Amanda Herold-Marme, who is preparing a dissertation at Sciences Po on Spanish artists in Paris during the Francoist period returns to our seminar to examine the singular trajectory of Roberta González, an artist who worked in France beginning in the 1930s and until her death, in 1976. Herold-Marme spots in González’s work traces of war and of the political situation in Europe.
Laurence Bertrand Dorléac
Roberta González: An Artistic Career Forget by War
Roberta González was a Franco-Spanish artist whose life and work were built upon her exposure to war. As a bearer of sufferings and opportunities, war was to mark her career, help lead her toward the discovery of her personal artistic path, and offer her the opportunity to make her own work and that of her father known on an international level. That will be our argument.
Born in 1909 of a largely absent French mother and the Catalan artist Julio González, Roberta González grew up around Montparnasse in her father’s family. According to family legend, she is said to have developed an artistic talent at a precocious age, as was noticed by Pablo Picasso himself, a close friend of her father.
At age eighteen, she took courses at the Colarossi Academy and frequented museums, but her early works were done on the basis of exposure to her father’s artistic work.
The curved lines that simplify the shapes of her rural scenes from the 1920s gave way, in the 1930s, to straight lines, which broke up volumes into facets, thereby multiplying the number of planes and viewing angles. González’s works moved away from observed reality and privileged an often nightmarish vision of things. The paintings executed in this Cubo-Surrealist style give off a sense of violence and distress, often conveyed, in Roberta’s work, by a female character, her head tipped back, with volumetric and angular forms rendered in a somber palette, as in Angoisse (ill. 1), executed in 1936.
A Work in Torment
This turning point coincides with the start of the Spanish Civil War. Geographically removed, the González family supported the Second Republic, as did most modern Spanish artists. Julio González’s most famous artistic show of support was his sculpture in iron entitled La Montserrat,1 which represented a courageous Catalan peasant woman. The violence of the forms and content of Roberta’s works during this period—a work in torment [une oeuvre en souffrance]—could be interpreted as a show of solidarity with the Spanish people, victims of war.
Quite rapidly, another war would come to touch the González family more directly, shattering the happiness of our artist and her new husband, the German artist Hans Hartung, an admirer of her father’s work. In 1939, they were obliged to leave the Paris region for the Lot in order to flee the Nazis who were hunting Hartung. The works done at the time by Roberta in a Cubo-Surrealist style were tinged with an ever more palpable sense of anxiety [angoisse]. Her introduction of veiled women, imploring the heavens with prayer, suggests a resurgence of faith as a way of facing increasing ordeals. Julio died suddenly in Paris in March 1942. In 1943, Hartung had to flee the Nazi invasion of unoccupied France, and his wife heard from him again only in late 1944, when he was hospitalized for an injury that led to the amputation of his right leg. The once-distant sufferings of war thenceforth deeply affected our artist. Indeed, Roberta wrote during this period: “It was said of this world that it was a purgatory; I believe that it is a hell, and often a large window open onto a view of paradise.”2 This duality of her worldview, which was cultivated by the ordeals of war, was to remain at the heart of her mature work, as we shall see below.
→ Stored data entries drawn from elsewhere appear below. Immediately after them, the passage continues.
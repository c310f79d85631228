//! API handlers

pub mod admin;
pub mod auth;
pub mod health;
pub mod users;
The Resumption of Artistic Struggle
Though the War was over, her return to the Paris area in the Summer of 1945 meant for Roberta a return to the “field of battle,” the “resu[mption of] the struggle,”3 a struggle that this time was of an artistic nature. Having lost her master, our artist sought to assert herself on the Parisian arts scene, which was divided by polemics involving figurative art vs abstract art as well as “geometrical” abstraction vs so-called lyrical abstraction, of which Hartung was one of the leading lights. With the opening of “a window onto a new pictorial universe,”4 his influence began to manifest itself on her work. Between 1947 and 1950, she created a portrait gallery of melancholic women whose faces remain in shadows dominated by somber hues. The sculptural immobility of the characters, who are drawn with rounded contours without any anecdotic details, contrasts with the latent energy of the superimposed rectilinear lines and with the strokes, which retain traces of the painter’s gestures.
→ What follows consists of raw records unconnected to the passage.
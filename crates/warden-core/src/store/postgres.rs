//! PostgreSQL store
//!
//! Principal, session and profile persistence using SQLx. Guarded admin
//! mutations run in one transaction that first locks every active super
//! admin row, so two concurrent demotions or deletions serialize and the
//! second one sees the first one's result.

use async_trait::async_trait;
use chrono::{DateTime, Duration, Utc};
use sqlx::postgres::{PgPool, PgPoolOptions};
use sqlx::{FromRow, Postgres, Transaction};

use super::{
    AdminStore, AuthProfileStore, SessionLedger, StoreError, StoreResult, UniqueField, UserStore,
};
use crate::guard;
use crate::{
    Admin, AdminChanges, AuthProfile, NewAdmin, NewAuthProfile, NewUser, SecondFactorSettings,
    SessionRecord, User, UserChanges,
};

macro_rules! user_columns {
    () => {
        "id, email, username, password_hash, is_active, enable_2fa, auth_profile_id, created_at, updated_at"
    };
}

macro_rules! admin_columns {
    () => {
        "id, email, username, password_hash, role, is_active, enable_2fa, auth_profile_id, created_at, updated_at"
    };
}

/// PostgreSQL-backed store
#[derive(Debug, Clone)]
pub struct PgStore {
    pool: PgPool,
}

impl PgStore {
    /// Open a connection pool
    pub async fn connect(database_url: &str, max_connections: u32) -> StoreResult<Self> {
        let pool = PgPoolOptions::new()
            .max_connections(max_connections)
            .connect(database_url)
            .await
            .map_err(|e| StoreError::Database(format!("PostgreSQL connection failed: {e}")))?;

        Ok(Self { pool })
    }

    /// Apply pending schema migrations
    pub async fn migrate(&self) -> StoreResult<()> {
        sqlx::migrate!("./migrations")
            .run(&self.pool)
            .await
            .map_err(|e| StoreError::Database(format!("Migration failed: {e}")))
    }

    /// Lock the active super admin rows and return their ids.
    ///
    /// Every guarded mutation takes these locks first and in id order.
    async fn lock_super_admins(tx: &mut Transaction<'_, Postgres>) -> StoreResult<Vec<i64>> {
        let ids = sqlx::query_scalar::<_, i64>(
            "SELECT id FROM admins WHERE role = 'super_admin' AND is_active ORDER BY id FOR UPDATE",
        )
        .fetch_all(&mut **tx)
        .await?;
        Ok(ids)
    }

    async fn lock_admin(tx: &mut Transaction<'_, Postgres>, id: i64) -> StoreResult<Admin> {
        sqlx::query_as::<_, AdminRow>(concat!(
            "SELECT ",
            admin_columns!(),
            " FROM admins WHERE id = $1 FOR UPDATE"
        ))
        .bind(id)
        .fetch_optional(&mut **tx)
        .await?
        .ok_or(StoreError::NotFound("Admin"))?
        .try_into()
    }
}

/// Map a unique-constraint violation to the column it protects
fn map_unique(err: sqlx::Error) -> StoreError {
    if let sqlx::Error::Database(db) = &err {
        if db.is_unique_violation() {
            let field = match db.constraint() {
                Some(c) if c.contains("username") => Some(UniqueField::Username),
                Some(c) if c.contains("email") => Some(UniqueField::Email),
                Some(c) if c.contains("token") => Some(UniqueField::Token),
                Some(c) if c.contains("name") => Some(UniqueField::ProfileName),
                _ => None,
            };
            if let Some(field) = field {
                return StoreError::Duplicate(field);
            }
        }
    }
    err.into()
}

/// User row from database
#[derive(Debug, FromRow)]
struct UserRow {
    id: i64,
    email: String,
    username: String,
    password_hash: String,
    is_active: bool,
    enable_2fa: bool,
    auth_profile_id: Option<i64>,
    created_at: DateTime<Utc>,
    updated_at: Option<DateTime<Utc>>,
}

impl From<UserRow> for User {
    fn from(row: UserRow) -> Self {
        User {
            id: row.id,
            email: row.email,
            username: row.username,
            password_hash: row.password_hash,
            is_active: row.is_active,
            enable_2fa: row.enable_2fa,
            auth_profile_id: row.auth_profile_id,
            created_at: row.created_at,
            updated_at: row.updated_at,
        }
    }
}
Like her “pensive girl[s]” (ill. 2), Roberta questioned her own personal artistic path in light of the countervailing influences surrounding her: “The problems abstraction poses haunt me, as do those posed by figuration.” She thus sought a “synthesis of the two forms of expression.”5 To this end, she introduced “all sorts of living elements, animals, plants, etc., and also objects” in order to be able “to juxtapose, to intermingle the figured form and geometrical forms.”6 The figures represent “mobility, plasticity, the form in movement ceaselessly transforming itself,” whereas the geometrical forms “express the permanence of immutable form.” It is “in contrasting them on the canvas [that] the instability/stability balance is created.”7 The vocabulary of her personal visual-arts language hovering between figuration and abstraction, which is based on the duality that remained at the heart of her work, was thus announced.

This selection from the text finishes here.